The purpose of wearing dentures is to enable patients who have lost some or all of their teeth to speak, smile and eat naturally. These things are only possible, however, if their dentures are comfortable and well-maintained. Learning how to clean dentures is important to maintaining good daily hygiene, but occasionally you may find it necessary to take additional steps to eliminate the tougher-to-remove bacteria.
How To Clean Dentures To Avoid Bacteria Build-up
Food particles collect on your dentures every time you eat, for several reasons:
- The food that drifts to the floor of your mouth can land and become trapped under a lower denture.
- Debris that gets pushed backward and upward as you chew and swallow may wind up in between your palate and the upper denture.
- Food sticks to rough plastic surface of dentures far more easily than it does to oral tissues, which allows it to build up over time.
Dentures take up a fair amount of space in the mouth, though, which means you are much more likely to feel food remnants collecting underneath them than someone with natural teeth.

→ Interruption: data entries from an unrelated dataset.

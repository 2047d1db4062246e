use http::StatusCode;
use serde_json::json;
use thiserror::Error;

use crate::api::ApiResponse;

/// A failure while serving a request
#[derive(Debug, Clone, PartialEq, Eq, Error)]
pub enum ApiFault {
    #[error("{0}")]
    NotFound(String),

    #[error("{0}")]
    BadRequest(String),

    #[error("{0}")]
    Conflict(String),

    #[error("{0}")]
    Internal(String),
}

impl ApiFault {
    /// Not found (404) for a named resource
    pub fn not_found(resource: impl Into<String>) -> Self {
        ApiFault::NotFound(format!("{} could not be found", resource.into()))
    }

    pub fn status(&self) -> StatusCode {
        match self {
            ApiFault::NotFound(_) => StatusCode::NOT_FOUND,
            ApiFault::BadRequest(_) => StatusCode::BAD_REQUEST,
            ApiFault::Conflict(_) => StatusCode::CONFLICT,
            ApiFault::Internal(_) => StatusCode::INTERNAL_SERVER_ERROR,
        }
    }

    /// Error type name used in the rendered body
    pub fn kind(&self) -> &'static str {
        match self {
            ApiFault::NotFound(_) => "NotFound",
            ApiFault::BadRequest(_) => "BadRequest",
            ApiFault::Conflict(_) => "Conflict",
            ApiFault::Internal(_) => "InternalError",
        }
    }

    /// Render as `{"error": {"type", "message", "code"}}` with the matching status
    pub fn into_response(self) -> ApiResponse {
        let status = self.status();
        let body = json!({
            "error": {
                "type": self.kind(),
                "message": self.to_string(),
                "code": status.as_u16(),
            }
        });
        ApiResponse::json(status, &body)
    }
}
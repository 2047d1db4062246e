//! NFV orchestrator extension: `vims`, served by the NFVO service plugin.
use std::collections::BTreeMap;

use extapi_core::extension::{AttributeMap, ExtensionDescriptor, ExtensionError, ResourceExtension};
use extapi_core::kernel::constants;
use extapi_core::service::{ResourceContext, ResourceOptions, build_plural_mappings, build_resource_info};
use serde_json::json;

pub fn resource_attribute_map() -> AttributeMap {
    let map = json!({
        "vims": {
            "id": {"allow_post": false, "allow_put": false, "is_visible": true},
            "tenant_id": {"allow_post": true, "allow_put": false, "is_visible": true, "default": ""},
            "type": {"allow_post": true, "allow_put": false, "is_visible": true},
            "auth_url": {"allow_post": true, "allow_put": false, "is_visible": true},
            "auth_cred": {"allow_post": true, "allow_put": true, "is_visible": false},
            "vim_project": {"allow_post": true, "allow_put": true, "is_visible": true},
            "name": {"allow_post": true, "allow_put": true, "is_visible": true},
            "description": {"allow_post": true, "allow_put": true, "is_visible": true, "default": ""},
            "status": {"allow_post": false, "allow_put": false, "is_visible": true, "default": "PENDING"},
            "is_default": {"allow_post": true, "allow_put": true, "is_visible": true, "default": false}
        }
    });
    AttributeMap::from_json(map).unwrap_or_else(|e| {
        log::error!("Invalid NFVO attribute map: {}", e);
        AttributeMap::new()
    })
}

#[derive(Debug, Default)]
pub struct Nfvo;

impl ExtensionDescriptor for Nfvo {
    fn name(&self) -> &str {
        "NFV Orchestrator"
    }

    fn alias(&self) -> &str {
        "nfvo"
    }

    fn description(&self) -> &str {
        "Extension for NFV Orchestrator"
    }

    fn namespace(&self) -> &str {
        "http://extapi.dev/ext/nfvo/api/v1.0"
    }

    fn updated(&self) -> &str {
        "2015-12-21T10:00:00-00:00"
    }

    fn resources(&self, ctx: &ResourceContext) -> Vec<ResourceExtension> {
        let map = resource_attribute_map();
        let plural_mappings = build_plural_mappings(&BTreeMap::new(), &map);
        build_resource_info(
            &plural_mappings,
            &map,
            Some(constants::NFVO),
            &ResourceOptions::default(),
            ctx,
        )
        .unwrap_or_else(|e| {
            log::error!("NFVO resources unavailable: {}", e);
            Vec::new()
        })
    }

    fn extended_resources(&self, version: &str) -> Result<AttributeMap, ExtensionError> {
        if version == constants::API_VERSION {
            Ok(resource_attribute_map())
        } else {
            Ok(AttributeMap::new())
        }
    }
}
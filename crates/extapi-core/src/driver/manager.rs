use std::collections::BTreeMap;
use std::sync::Arc;

use serde_json::Value;

use crate::driver::error::DriverError;
use crate::driver::{Driver, DriverCatalog};

/// The drivers of one namespace, by driver type
pub struct DriverManager {
    namespace: String,
    drivers: BTreeMap<String, Arc<dyn Driver>>,
}

impl DriverManager {
    /// Load `names` from `namespace`.
    ///
    /// Names unknown to the catalog are skipped with a warning. Two drivers
    /// reporting the same type is fatal.
    pub fn new<S: AsRef<str>>(
        namespace: impl Into<String>,
        names: &[S],
        catalog: &DriverCatalog,
    ) -> Result<Self, DriverError> {
        let mut manager = Self::empty(namespace);
        for name in names {
            let name = name.as_ref();
            let Some(driver) = catalog.instantiate(&manager.namespace, name) else {
                log::warn!(
                    "Could not load driver '{}' from namespace {}",
                    name,
                    manager.namespace
                );
                continue;
            };
            let driver_type = driver.driver_type().to_string();
            if let Some(existing) = manager.drivers.get(&driver_type) {
                log::error!(
                    "driver '{}' ignored because driver '{}' is already registered for driver '{}'",
                    name,
                    existing.name(),
                    driver_type
                );
                return Err(DriverError::DuplicateType { driver_type });
            }
            manager.drivers.insert(driver_type, Arc::from(driver));
        }
        log::info!(
            "Registered drivers from {}: {:?}",
            manager.namespace,
            manager.driver_types()
        );
        Ok(manager)
    }

    pub fn empty(namespace: impl Into<String>) -> Self {
        Self {
            namespace: namespace.into(),
            drivers: BTreeMap::new(),
        }
    }

    pub fn namespace(&self) -> &str {
        &self.namespace
    }

    /// Add a driver after loading; the type must be free
    pub fn register(
        &mut self,
        driver_type: impl Into<String>,
        driver: Arc<dyn Driver>,
    ) -> Result<(), DriverError> {
        let driver_type = driver_type.into();
        if let Some(existing) = self.drivers.get(&driver_type) {
            log::error!(
                "can't load driver '{}' because driver '{}' is already registered for driver '{}'",
                driver.name(),
                existing.name(),
                driver_type
            );
            return Err(DriverError::DuplicateType { driver_type });
        }
        self.drivers.insert(driver_type, driver);
        Ok(())
    }

    /// Call `method` on the driver registered for `driver_type`
    pub fn invoke(&self, driver_type: &str, method: &str, kwargs: &Value) -> Result<Value, DriverError> {
        let driver = self
            .get(driver_type)
            .ok_or_else(|| DriverError::UnknownType(driver_type.to_string()))?;
        driver.invoke(method, kwargs)
    }

    pub fn get(&self, driver_type: &str) -> Option<&Arc<dyn Driver>> {
        self.drivers.get(driver_type)
    }

    pub fn contains(&self, driver_type: &str) -> bool {
        self.drivers.contains_key(driver_type)
    }

    pub fn driver_types(&self) -> Vec<&str> {
        self.drivers.keys().map(String::as_str).collect()
    }

    pub fn len(&self) -> usize {
        self.drivers.len()
    }

    pub fn is_empty(&self) -> bool {
        self.drivers.is_empty()
    }
}
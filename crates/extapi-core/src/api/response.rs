use http::header::{CONTENT_TYPE, HeaderValue};
use http::{HeaderMap, StatusCode};
use serde_json::Value;

/// A response produced by an application or controller
#[derive(Debug, Clone)]
pub struct ApiResponse {
    pub status: StatusCode,
    pub headers: HeaderMap,
    pub body: Vec<u8>,
}

impl ApiResponse {
    /// A response with no body
    pub fn empty(status: StatusCode) -> Self {
        Self {
            status,
            headers: HeaderMap::new(),
            body: Vec::new(),
        }
    }

    /// A JSON response
    pub fn json(status: StatusCode, value: &Value) -> Self {
        let mut headers = HeaderMap::new();
        headers.insert(CONTENT_TYPE, HeaderValue::from_static("application/json"));
        Self {
            status,
            headers,
            body: serde_json::to_vec(value).unwrap_or_default(),
        }
    }

    /// Parse the body as JSON
    pub fn body_json(&self) -> Result<Value, serde_json::Error> {
        serde_json::from_slice(&self.body)
    }

    /// Replace the body with a JSON document, keeping the status
    pub fn set_json(&mut self, value: &Value) {
        self.headers
            .insert(CONTENT_TYPE, HeaderValue::from_static("application/json"));
        self.body = serde_json::to_vec(value).unwrap_or_default();
    }

    pub fn is_success(&self) -> bool {
        self.status.is_success()
    }
}
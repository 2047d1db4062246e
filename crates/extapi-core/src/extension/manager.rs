use std::collections::{HashMap, HashSet};
use std::future::Future;
use std::sync::Arc;
use std::time::Duration;

use tokio::sync::OnceCell;

use crate::config::ApiConfig;
use crate::extension::attributes::AttributeMap;
use crate::extension::catalog::ExtensionCatalog;
use crate::extension::controller::ExtensionController;
use crate::extension::error::ExtensionError;
use crate::extension::loader::ExtensionLoader;
use crate::extension::records::{ActionExtension, RequestExtension, ResourceExtension};
use crate::extension::traits::ExtensionDescriptor;
use crate::kernel::constants;
use crate::service::ResourceContext;

static INSTANCE: OnceCell<Arc<ExtensionManager>> = OnceCell::const_new();

/// Outcome of [`ExtensionManager::extend_resources`]
#[derive(Debug, Clone, Default, PartialEq, Eq)]
pub struct ExtendReport {
    /// Aliases whose attributes were merged, in merge order
    pub processed: Vec<String>,
    /// Aliases left out because their requirements were never met
    pub unprocessed: Vec<String>,
}

/// Await `discovery`, failing with `LoadTimeout` once `timeout` elapses
pub(crate) async fn within_load_timeout<F>(timeout: Duration, discovery: F) -> Result<(), ExtensionError>
where
    F: Future<Output = Result<(), ExtensionError>>,
{
    match tokio::time::timeout(timeout, discovery).await {
        Ok(result) => result,
        Err(_) => Err(ExtensionError::LoadTimeout { timeout }),
    }
}

/// Loads extensions from the extensions path and aggregates what they declare
pub struct ExtensionManager {
    path: String,
    extensions: HashMap<String, Arc<dyn ExtensionDescriptor>>,
    /// Aliases in registration order
    load_order: Vec<String>,
}

impl ExtensionManager {
    /// A manager with no extensions for `path`; nothing is read from disk
    pub fn empty(path: impl Into<String>) -> Self {
        Self {
            path: path.into(),
            extensions: HashMap::new(),
            load_order: Vec::new(),
        }
    }

    /// Discover and register every extension on `path`.
    ///
    /// Fails on a duplicate alias or when discovery exceeds `timeout`.
    pub async fn new(
        path: impl Into<String>,
        catalog: &ExtensionCatalog,
        timeout: Duration,
    ) -> Result<Self, ExtensionError> {
        log::info!("Initializing extension manager.");
        let mut manager = Self::empty(path);
        within_load_timeout(timeout, manager.load_all_extensions(catalog)).await?;
        Ok(manager)
    }

    /// Build a manager for the configured search path plus `builtin`
    pub async fn from_config(
        config: &ApiConfig,
        builtin: &str,
        catalog: &ExtensionCatalog,
    ) -> Result<Self, ExtensionError> {
        Self::new(
            config.extensions_path(builtin),
            catalog,
            config.extension_load_timeout(),
        )
        .await
    }

    /// The process-wide manager, built by the first caller
    pub async fn get_instance(
        config: &ApiConfig,
        builtin: &str,
        catalog: &ExtensionCatalog,
    ) -> Result<Arc<Self>, ExtensionError> {
        INSTANCE
            .get_or_try_init(|| async {
                Self::from_config(config, builtin, catalog).await.map(Arc::new)
            })
            .await
            .map(Arc::clone)
    }

    async fn load_all_extensions(&mut self, catalog: &ExtensionCatalog) -> Result<(), ExtensionError> {
        let loader = ExtensionLoader::new(catalog);
        for module in loader.discover(&self.path).await {
            match loader.load(&module).await {
                Ok(extension) => self.add_extension(Arc::from(extension))?,
                Err(e) => log::warn!(
                    "Extension file {} wasn't loaded due to {}",
                    module.path.display(),
                    e
                ),
            }
        }
        Ok(())
    }

    /// Validate and register an extension.
    ///
    /// An extension failing validation is dropped without error. A valid one
    /// whose alias is taken fails with `DuplicatedExtension`.
    pub fn add_extension(&mut self, extension: Arc<dyn ExtensionDescriptor>) -> Result<(), ExtensionError> {
        if !Self::check_extension(extension.as_ref()) {
            return Ok(());
        }

        let alias = extension.alias().to_string();
        log::info!("Loaded extension: {}", alias);

        if self.extensions.contains_key(&alias) {
            return Err(ExtensionError::DuplicatedExtension { alias });
        }
        self.load_order.push(alias.clone());
        self.extensions.insert(alias, extension);
        Ok(())
    }

    fn check_extension(extension: &dyn ExtensionDescriptor) -> bool {
        log::debug!("Ext name: {}", extension.name());
        log::debug!("Ext alias: {}", extension.alias());
        log::debug!("Ext description: {}", extension.description());
        log::debug!("Ext namespace: {}", extension.namespace());
        log::debug!("Ext updated: {}", extension.updated());
        !extension.name().is_empty() && !extension.alias().is_empty()
    }

    pub fn path(&self) -> &str {
        &self.path
    }

    pub fn get(&self, alias: &str) -> Option<&Arc<dyn ExtensionDescriptor>> {
        self.extensions.get(alias)
    }

    pub fn contains(&self, alias: &str) -> bool {
        self.extensions.contains_key(alias)
    }

    /// Aliases in registration order
    pub fn aliases(&self) -> &[String] {
        &self.load_order
    }

    /// Extensions in registration order
    pub fn extensions(&self) -> impl Iterator<Item = &Arc<dyn ExtensionDescriptor>> {
        self.load_order
            .iter()
            .filter_map(|alias| self.extensions.get(alias))
    }

    pub fn len(&self) -> usize {
        self.extensions.len()
    }

    pub fn is_empty(&self) -> bool {
        self.extensions.is_empty()
    }

    /// The built-in `extensions` resource followed by every extension's resources
    pub fn get_resources(self: &Arc<Self>, ctx: &ResourceContext) -> Vec<ResourceExtension> {
        let mut resources = vec![ResourceExtension::new(
            constants::EXTENSIONS_COLLECTION,
            Arc::new(ExtensionController::new(Arc::clone(self))),
        )];
        for extension in self.extensions() {
            resources.extend(extension.resources(ctx));
        }
        resources
    }

    pub fn get_actions(&self) -> Vec<ActionExtension> {
        self.extensions().flat_map(|ext| ext.actions()).collect()
    }

    pub fn get_request_extensions(&self) -> Vec<RequestExtension> {
        self.extensions()
            .flat_map(|ext| ext.request_extensions())
            .collect()
    }

    /// Merge every extension's extended attributes into `attr_map`.
    ///
    /// Extensions are merged only after all the aliases they require. Passes
    /// repeat until everything is merged or a pass merges nothing; what is
    /// left is reported as unprocessed. Afterwards every participating
    /// extension sees the final map through `update_attributes_map`.
    pub fn extend_resources(&self, version: &str, attr_map: &mut AttributeMap) -> ExtendReport {
        let mut update_exts: Vec<&Arc<dyn ExtensionDescriptor>> = Vec::new();
        let mut update_seen: HashSet<&str> = HashSet::new();
        let mut processed: Vec<String> = Vec::new();
        let mut processed_set: HashSet<String> = HashSet::new();
        let mut to_process: Vec<&str> = self.load_order.iter().map(String::as_str).collect();

        while !to_process.is_empty() {
            let processed_count = processed.len();
            let mut remaining = Vec::new();

            for alias in to_process {
                let Some(extension) = self.extensions.get(alias) else {
                    continue;
                };
                if !extension.extends_resources() {
                    continue;
                }
                if update_seen.insert(alias) {
                    update_exts.push(extension);
                }

                let required = extension.required_extensions();
                if required.iter().any(|req| !processed_set.contains(req)) {
                    remaining.push(alias);
                    continue;
                }

                match extension.extended_resources(version) {
                    Ok(extended) => attr_map.merge(extended),
                    Err(e) => log::error!(
                        "Error fetching extended attributes for extension '{}': {}",
                        extension.name(),
                        e
                    ),
                }
                processed_set.insert(alias.to_string());
                processed.push(alias.to_string());
            }

            to_process = remaining;
            if processed.len() == processed_count {
                break;
            }
        }

        let unprocessed: Vec<String> = to_process.iter().map(|a| a.to_string()).collect();
        if !unprocessed.is_empty() {
            log::error!(
                "It was impossible to process the following extensions: {} because of missing requirements.",
                unprocessed.join(",")
            );
        }

        for extension in update_exts {
            extension.update_attributes_map(attr_map);
        }

        ExtendReport {
            processed,
            unprocessed,
        }
    }
}
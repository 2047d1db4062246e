//! Declarations an extension hands to the manager: new resources, actions on
//! existing collections and request post-processors.
use std::collections::BTreeMap;
use std::fmt;
use std::sync::Arc;

use async_trait::async_trait;
use http::Method;
use serde_json::Value;

use crate::api::{ApiFault, ApiRequest, ApiResponse, Controller};
use crate::extension::attributes::ResourceAttributes;

/// Handles a named action posted to `/<collection>/{id}/action`
#[async_trait]
pub trait ActionHandler: Send + Sync {
    async fn handle(
        &self,
        body: &Value,
        request: &ApiRequest,
        id: &str,
    ) -> Result<ApiResponse, ApiFault>;
}

#[async_trait]
impl<F> ActionHandler for F
where
    F: Fn(&Value, &ApiRequest, &str) -> Result<ApiResponse, ApiFault> + Send + Sync,
{
    async fn handle(
        &self,
        body: &Value,
        request: &ApiRequest,
        id: &str,
    ) -> Result<ApiResponse, ApiFault> {
        self(body, request, id)
    }
}

/// Post-processes the response the base application produced for a request
#[async_trait]
pub trait RequestHandler: Send + Sync {
    async fn handle(
        &self,
        request: &ApiRequest,
        response: ApiResponse,
    ) -> Result<ApiResponse, ApiFault>;
}

#[async_trait]
impl<F> RequestHandler for F
where
    F: Fn(&ApiRequest, ApiResponse) -> Result<ApiResponse, ApiFault> + Send + Sync,
{
    async fn handle(
        &self,
        request: &ApiRequest,
        response: ApiResponse,
    ) -> Result<ApiResponse, ApiFault> {
        self(request, response)
    }
}

/// Parent of a nested resource
#[derive(Debug, Clone, PartialEq, Eq)]
pub struct ParentResource {
    pub collection_name: String,
    pub member_name: String,
}

/// A new collection added by an extension
#[derive(Clone)]
pub struct ResourceExtension {
    pub collection: String,
    pub controller: Arc<dyn Controller>,
    pub parent: Option<ParentResource>,
    pub path_prefix: String,
    /// Collection action name → HTTP method
    pub collection_actions: BTreeMap<String, Method>,
    /// Member action name → HTTP method
    pub member_actions: BTreeMap<String, Method>,
    pub attr_map: ResourceAttributes,
}

impl ResourceExtension {
    pub fn new(collection: impl Into<String>, controller: Arc<dyn Controller>) -> Self {
        Self {
            collection: collection.into(),
            controller,
            parent: None,
            path_prefix: String::new(),
            collection_actions: BTreeMap::new(),
            member_actions: BTreeMap::new(),
            attr_map: ResourceAttributes::new(),
        }
    }

    pub fn with_parent(
        mut self,
        collection_name: impl Into<String>,
        member_name: impl Into<String>,
    ) -> Self {
        self.parent = Some(ParentResource {
            collection_name: collection_name.into(),
            member_name: member_name.into(),
        });
        self
    }

    pub fn with_path_prefix(mut self, prefix: impl Into<String>) -> Self {
        self.path_prefix = prefix.into();
        self
    }

    pub fn with_collection_action(mut self, action: impl Into<String>, method: Method) -> Self {
        self.collection_actions.insert(action.into(), method);
        self
    }

    pub fn with_member_action(mut self, action: impl Into<String>, method: Method) -> Self {
        self.member_actions.insert(action.into(), method);
        self
    }

    pub fn with_member_actions(mut self, actions: BTreeMap<String, Method>) -> Self {
        self.member_actions.extend(actions);
        self
    }

    pub fn with_attr_map(mut self, attr_map: ResourceAttributes) -> Self {
        self.attr_map = attr_map;
        self
    }
}

impl fmt::Debug for ResourceExtension {
    fn fmt(&self, f: &mut fmt::Formatter<'_>) -> fmt::Result {
        f.debug_struct("ResourceExtension")
            .field("collection", &self.collection)
            .field("parent", &self.parent)
            .field("path_prefix", &self.path_prefix)
            .field("collection_actions", &self.collection_actions)
            .field("member_actions", &self.member_actions)
            .finish_non_exhaustive()
    }
}

/// An action added to an existing collection
#[derive(Clone)]
pub struct ActionExtension {
    pub collection: String,
    pub action_name: String,
    pub handler: Arc<dyn ActionHandler>,
}

impl ActionExtension {
    pub fn new(
        collection: impl Into<String>,
        action_name: impl Into<String>,
        handler: Arc<dyn ActionHandler>,
    ) -> Self {
        Self {
            collection: collection.into(),
            action_name: action_name.into(),
            handler,
        }
    }
}

impl fmt::Debug for ActionExtension {
    fn fmt(&self, f: &mut fmt::Formatter<'_>) -> fmt::Result {
        f.debug_struct("ActionExtension")
            .field("collection", &self.collection)
            .field("action_name", &self.action_name)
            .finish_non_exhaustive()
    }
}

/// A post-processor of the response to `method url_route`
#[derive(Clone)]
pub struct RequestExtension {
    pub method: Method,
    pub url_route: String,
    pub handler: Arc<dyn RequestHandler>,
}

impl RequestExtension {
    pub fn new(method: Method, url_route: impl Into<String>, handler: Arc<dyn RequestHandler>) -> Self {
        Self {
            method,
            url_route: url_route.into(),
            handler,
        }
    }

    /// `"<METHOD>-<route>"`; extensions sharing a key share one controller
    pub fn key(&self) -> String {
        format!("{}-{}", self.method, self.url_route)
    }
}

impl fmt::Debug for RequestExtension {
    fn fmt(&self, f: &mut fmt::Formatter<'_>) -> fmt::Result {
        f.debug_struct("RequestExtension")
            .field("key", &self.key())
            .finish_non_exhaustive()
    }
}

How Problems Arise from This Build-up
Food particles stick to certain areas of the denture more than others, and if they aren't removed frequently, they can lead to a variety of oral problems. A research study published in the Journal of Pharmaceutical Sciences and Research notes that around 18% of denture wearers also complained of halitosis due to denture wearing. And when food accumulating in the mouth, it can turn rancid in a matter of hours. To determine whether your dentures are affecting your breath, consider placing your dentures in a sealed, plastic sandwich bag for five minutes. When you unseal the bag, you'll get an idea of whether your halitosis is caused by your dentures.
Inflammation of oral tissue is another legitimate complication. When tough-to-remove particles collect and build up on a section of the dentures that is in contact with your mouth, the bacteria that feed on this leftover food can transfer to the gums and tissues – causing infection. The National Health Portal of India explains that mouth ulcers are called stomatitis in the medical terminology. Mouth ulcers are usually pale or yellow painful sores with a red outer ring. These appear inside mouth, on the cheeks, lips and sometimes can also appear on the tongue. Usually a single ulcer inside mouth may be due to cheek or tongue biting, or damage caused by sharp teeth, aggressive brushing or poorly fitting dentures.
The International Journal of Periodontology and Implantology explains that the mouth is a significant potential source of infection and inflammation that contributes to the total burden of disease, and to overall health. Research suggests that there is an interrelationship between oral infection, inflammation and systemic health. It includes a connection between periodontal disease and low birth weight or early delivery births, periodontal disease and diabetes mellitus, periodontal disease and respiratory disorders, periodontal disease and rheumatoid arthritis, periodontal disease and osteoporosis, periodontal disease and Alzheimer’s disease. This makes it essential that you know how to clean dentures effectively, regardless of the type of denture for which you're fitted.
In addition to your regular daily brushing, it's necessary to use a deep-cleaning solution periodically to soak off food deposits from the denture. These solutions typically come in the form of effervescent tablets, which are specifically formulated to clean dentures.
In order to maintain your dentures, IGNOU, School of Health Sciences suggests to avoid stiff-bristled brushes, strong cleansers and harsh toothpaste, whitening toothpastes and bleach-containing. IGNOU, School of Health Sciences further suggests to avoid hot or boiling water that could warp your dentures.
After soaking, check the inside of the denture for any remaining food particles, and brush or scrub using a soft-bristled toothbrush whose shape is conducive to denture care.
Ultimately, ensure that you rinse the dentures exceptionally well afterward; even the gentlest cleansing solution can contain chemicals that are harmful to your mouth's natural tissues.
Just because you wear dentures doesn't mean you can't enjoy the pleasure of freshly-brushed teeth. Complete your denture-cleaning procedure with a thorough brushing of your gums using a soft-bristled toothbrush and everyday, fluoridated toothpaste. If you notice any mouth sores, rinsing with a mouth sore rinse will help to heal them and protect against bacteria in the long term.
This article is intended to promote understanding of and knowledge about general oral health topics. It is not intended to be a substitute for professional advice, diagnosis or treatment. Always seek the advice of your dentist or other qualified healthcare provider with any questions you may have regarding a medical condition or treatment.